## PushShift
#### Pulling Data for r/MMA and r/UFC
---


In [1]:
import requests
import calendar
import time
import pandas as pd
from bs4 import BeautifulSoup
import re

In [2]:
url = 'https://api.pushshift.io/reddit/search/submission'

In [3]:
# doing a preliminary pull to see what I need to filter out in future pulls
# and in helper functions
params = {
    'subreddit': 'UFC, MMA',
    'limit': 10,
}
res = requests.get(url, params)
print(res.status_code)
df = pd.DataFrame(res.json()['data'])


200


In [4]:
#checking out all the data provided to narrow down the filter param
pd.set_option('display.max_rows', None)

df.tail().T

Unnamed: 0,5,6,7,8,9
subreddit,ufc,MMA,MMA,MMA,ufc
selftext,,,,,
author_fullname,t2_w4cesjd,t2_k8vn780f,t2_cvm3whwy,t2_60j1e7n6,t2_6fb92ovz
gilded,0,0,0,0,0
title,Afro burns 👀,What the fuc…….?,. @RazorBlaydes265 has no hard feelings toward...,Blaydes believes he'll have an advantage over ...,Who deserves the next title shot if a winner i...
link_flair_richtext,[],[],[],[],[]
subreddit_name_prefixed,r/ufc,r/MMA,r/MMA,r/MMA,r/ufc
hidden,False,False,False,False,False
pwls,6,6,6,6,6
link_flair_css_class,,img,,img,


In [5]:
# pulling different features of interest through each call

def get_subreddit_mma_ufc_data(until):
    '''
    function that returns a dataframe with 1000 entries using
    api pushshift params. The UNTIL parameter is used to help with pulling non-overlapping
    entries.
    '''
    
    params = {
        'subreddit': 'UFC, MMA',
        'limit': 1000,
        'filter': 'subreddit, id, selftext, title, media, media_embed, num_comments, created_utc',
        'until': until
    }
    res = requests.get(url, params)
    if res.status_code == 200:
        df = pd.DataFrame(res.json()['data'])
        return df

In [6]:
#this UNTIL argument was the time (in utc) when it was first used
df01 = get_subreddit_mma_ufc_data(1673205797)
df01.tail(1)

Unnamed: 0,subreddit,selftext,title,media_embed,id,num_comments,created_utc,media
999,MMA,,Phil Baroni arrested for murder of his girlfri...,{},102nfz8,0,1672789239,


In [7]:
#the UNTIL arguments were found after calling these separately and looking at the
# .tail(1) of the dfs and selecting the last created_utc.
df02 = get_subreddit_mma_ufc_data(1672789239)
df03 = get_subreddit_mma_ufc_data(1672318448)
df04 = get_subreddit_mma_ufc_data(1671808988)
df05 = get_subreddit_mma_ufc_data(1671484146)
df06 = get_subreddit_mma_ufc_data(1671116165)
df07 = get_subreddit_mma_ufc_data(1670800057)
df08 = get_subreddit_mma_ufc_data(1670737008)

In [8]:
#combining into a comprehensive df

df_list = [df01, df02, df03, df04, df05, df06, df07, df08]

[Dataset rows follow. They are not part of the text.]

//! # Edit Session Management
//!
//! An EditSession is one user's editing session over one document: the
//! editor plus the debounced save that hands snapshots to the persistence
//! layer.
//!
//! Saving never blocks editing. Every commit (re)arms a pending save; once
//! the document has been quiet for the debounce period, [`EditSession::poll_save`]
//! hands off an immutable snapshot of the latest version. A newer commit
//! simply supersedes a pending save. There is no partial-save rollback.

use crate::commands::EditCommand;
use crate::editor::Editor;
use crate::errors::EditorResult;
use std::time::{Duration, Instant};

/// Serialized document handed to the persistence layer
#[derive(Debug, Clone, PartialEq, Eq)]
pub struct Snapshot {
    pub version: u64,
    pub json: String,
}

/// Save waiting for the debounce period to elapse
#[derive(Debug, Clone, Copy, PartialEq, Eq)]
pub struct PendingSave {
    /// Document version the save was armed for
    pub version: u64,

    /// Earliest time the snapshot may be handed off
    pub due: Instant,
}

/// Single edit session
#[derive(Debug)]
pub struct EditSession {
    /// Unique session identifier
    pub id: String,

    /// Editor owning the document and selection
    pub editor: Editor,

    pending_save: Option<PendingSave>,
    saved_version: u64,
    debounce: Duration,
}

impl EditSession {
    /// Create new edit session; the debounce comes from the editor's config
    pub fn new(id: impl Into<String>, editor: Editor) -> Self {
        let debounce = editor.config().autosave_debounce();
        let saved_version = editor.version();
        Self {
            id: id.into(),
            editor,
            pending_save: None,
            saved_version,
            debounce,
        }
    }

    /// Run a command at time `now`; arms a save if it changed the document
    pub fn execute(&mut self, command: &EditCommand, now: Instant) -> EditorResult<bool> {
        let handled = self.editor.execute(command)?;
        self.track(now);
        Ok(handled)
    }

    /// Run arbitrary edits at time `now`
    pub fn edit<T>(&mut self, now: Instant, f: impl FnOnce(&mut Editor) -> EditorResult<T>) -> EditorResult<T> {
        let result = f(&mut self.editor);
        self.track(now);
        result
    }

    /// Re-arm the pending save when the document moved past what is pending
    fn track(&mut self, now: Instant) {
        let version = self.editor.version();
        let armed = self.pending_save.map_or(self.saved_version, |pending| pending.version);
        if version == armed {
            return;
        }
        if let Some(previous) = self.pending_save {
            tracing::trace!(superseded = previous.version, version, "pending save superseded");
        }
        self.pending_save = Some(PendingSave {
            version,
            due: now + self.debounce,
        });
    }

    /// Hand off a snapshot once the debounce period has elapsed
    pub fn poll_save(&mut self, now: Instant) -> EditorResult<Option<Snapshot>> {
        match self.pending_save {
            Some(pending) if now >= pending.due => self.flush(),
            _ => Ok(None),
        }
    }

    /// Hand off a snapshot immediately (blur, navigation away)
    pub fn flush(&mut self) -> EditorResult<Option<Snapshot>> {
        let Some(pending) = self.pending_save.take() else {
            return Ok(None);
        };
        let snapshot = Snapshot {
            version: self.editor.version(),
            json: self.editor.to_json()?,
        };
        self.saved_version = snapshot.version;
        tracing::debug!(session = %self.id, version = snapshot.version, armed = pending.version, "snapshot handed off");
        Ok(Some(snapshot))
    }

    pub fn has_pending_save(&self) -> bool {
        self.pending_save.is_some()
    }

    pub fn pending_save(&self) -> Option<PendingSave> {
        self.pending_save
    }

    /// Version of the last snapshot handed off
    pub fn saved_version(&self) -> u64 {
        self.saved_version
    }
}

df_total = pd.concat(df_list, ignore_index = True)

In [9]:
#looking at the proportions of data for each subreddit
df_total['subreddit'].value_counts(normalize = True)

ufc    0.67975
MMA    0.32025
Name: subreddit, dtype: float64

In [10]:
#trying to even out the proportions. Writing a similar function to the previous,
# but only for data from r/MMA

def just_mma_data(until):
    '''
    To get more even number of data, I am searching for only MMA data
    '''
    params2 = {
        'subreddit': 'MMA',
        'limit': 1000,
        'filter': 'subreddit, id, selftext, title, media, media_embed, num_comments, created_utc',
        'until': until
    }
    res = requests.get(url, params2)
    if res.status_code == 200:
        df = pd.DataFrame(res.json()['data'])
        return df

In [11]:
df09 = just_mma_data(1670598695)
df10 = just_mma_data(1669478929)
df11 = just_mma_data(1668574869)
df = pd.concat([df_total, df09, df10, df11], ignore_index = True)

In [12]:
# ensuring similar counts from each subreddit
df['subreddit'].value_counts(normalize = True)

MMA    0.505636
ufc    0.494364
Name: subreddit, dtype: float64

In [13]:
#checking for reposts
    #therfore only checking title duplicates
    
df['title'].duplicated().sum()

947

In [14]:
df.drop_duplicates(subset = 'title', inplace = True)

In [15]:
df.shape

(10053, 8)

In [16]:
df.reset_index(inplace = True, drop = True)

In [17]:
# Trying to figure out if any of the retreived posts are ads or promotions
    # by checking to see if certain words are present

words = ['[Ss]ponsor', '\s[Aa]d\s', '[Pp]romoted']
counters = []
for word in words:
    counter = 0
    for i in df['title']:
        if len(re.findall(word, i)) != 0:
            counter +=1
    counters.append(counter)
pd.DataFrame(data = counters, index = words)

Unnamed: 0,0
[Ss]ponsor,7
\s[Aa]d\s,7
[Pp]romoted,3


In [18]:
# Making a quick df to be able to see the indexes for my main df

words = ['[Ss]ponsor', '\s[Aa]d\s', '[Pp]romoted']
indexes = []
for word in words:
    index = []
    for i in range(0, len(df['title'])-1):
        if len(re.findall(word, df['title'][i])) != 0:
            index.append(i)
    indexes.append(index)
ad_eda = pd.DataFrame(data = indexes, index = words).T
ad_eda.fillna(0, inplace = True)
ad_eda.astype(int)

Unnamed: 0,[Ss]ponsor,\s[Aa]d\s,[Pp]romoted
0,4283,577,436
1,4393,580,1637
2,4415,589,9253
3,5624,3721,0
4,6701,4253,0
5,7642,5673,0
6,7766,6531,0


In [19]:
# Looking at various entries to see if the wordsearches were indeed ads

for i in ad_eda.columns:
    for j in range(0, 6, 3):
        if ad_eda[i][j] != 0:
            print(df['title'][(ad_eda[i][j])]+'\n')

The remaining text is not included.